(EXCERPTED DATA Opens)
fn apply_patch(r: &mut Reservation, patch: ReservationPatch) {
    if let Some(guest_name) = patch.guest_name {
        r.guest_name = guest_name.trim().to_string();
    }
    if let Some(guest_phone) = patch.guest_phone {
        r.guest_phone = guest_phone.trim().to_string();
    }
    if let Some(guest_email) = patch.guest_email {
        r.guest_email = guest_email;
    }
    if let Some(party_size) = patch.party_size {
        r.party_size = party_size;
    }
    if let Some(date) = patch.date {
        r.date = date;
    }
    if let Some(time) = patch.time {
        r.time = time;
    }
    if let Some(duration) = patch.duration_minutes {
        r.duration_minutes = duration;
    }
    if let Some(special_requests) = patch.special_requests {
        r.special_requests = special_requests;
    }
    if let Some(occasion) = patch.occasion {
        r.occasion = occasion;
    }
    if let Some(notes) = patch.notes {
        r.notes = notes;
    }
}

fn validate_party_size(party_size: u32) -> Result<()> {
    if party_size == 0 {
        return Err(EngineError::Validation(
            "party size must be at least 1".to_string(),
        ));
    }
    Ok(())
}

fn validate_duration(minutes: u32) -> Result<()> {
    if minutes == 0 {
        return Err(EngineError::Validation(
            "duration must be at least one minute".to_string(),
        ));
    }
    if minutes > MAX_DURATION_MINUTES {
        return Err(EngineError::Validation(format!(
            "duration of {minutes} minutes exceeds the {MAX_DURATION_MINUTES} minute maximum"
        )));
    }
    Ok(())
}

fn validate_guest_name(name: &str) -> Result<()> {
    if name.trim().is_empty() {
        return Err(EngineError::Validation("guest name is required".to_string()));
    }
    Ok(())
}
(EXCERPTED DATA Closes)
### AIM OF THE TASK
Give back the complete data, each line unchanged.

### SOLUTION FOR THIS PROBLEM
fn apply_patch(r: &mut Reservation, patch: ReservationPatch) {
    if let Some(guest_name) = patch.guest_name {
        r.guest_name = guest_name.trim().to_string();
    }
    if let Some(guest_phone) = patch.guest_phone {
        r.guest_phone = guest_phone.trim().to_string();
    }
    if let Some(guest_email) = patch.guest_email {
        r.guest_email = guest_email;
    }
    if let Some(party_size) = patch.party_size {
        r.party_size = party_size;
    }
    if let Some(date) = patch.date {
        r.date = date;
    }
    if let Some(time) = patch.time {
        r.time = time;
    }
    if let Some(duration) = patch.duration_minutes {
        r.duration_minutes = duration;
    }
    if let Some(special_requests) = patch.special_requests {
        r.special_requests = special_requests;
    }
    if let Some(occasion) = patch.occasion {
        r.occasion = occasion;
    }
    if let Some(notes) = patch.notes {
        r.notes = notes;
    }
}

fn validate_party_size(party_size: u32) -> Result<()> {
    if party_size == 0 {
        return Err(EngineError::Validation(
            "party size must be at least 1".to_string(),
        ));
    }
    Ok(())
}

fn validate_duration(minutes: u32) -> Result<()> {
    if minutes == 0 {
        return Err(EngineError::Validation(
            "duration must be at least one minute".to_string(),
        ));
    }
    if minutes > MAX_DURATION_MINUTES {
        return Err(EngineError::Validation(format!(
            "duration of {minutes} minutes exceeds the {MAX_DURATION_MINUTES} minute maximum"
        )));
    }
    Ok(())
}

fn validate_guest_name(name: &str) -> Result<()> {
    if name.trim().is_empty() {
        return Err(EngineError::Validation("guest name is required".to_string()));
    }
    Ok(())
}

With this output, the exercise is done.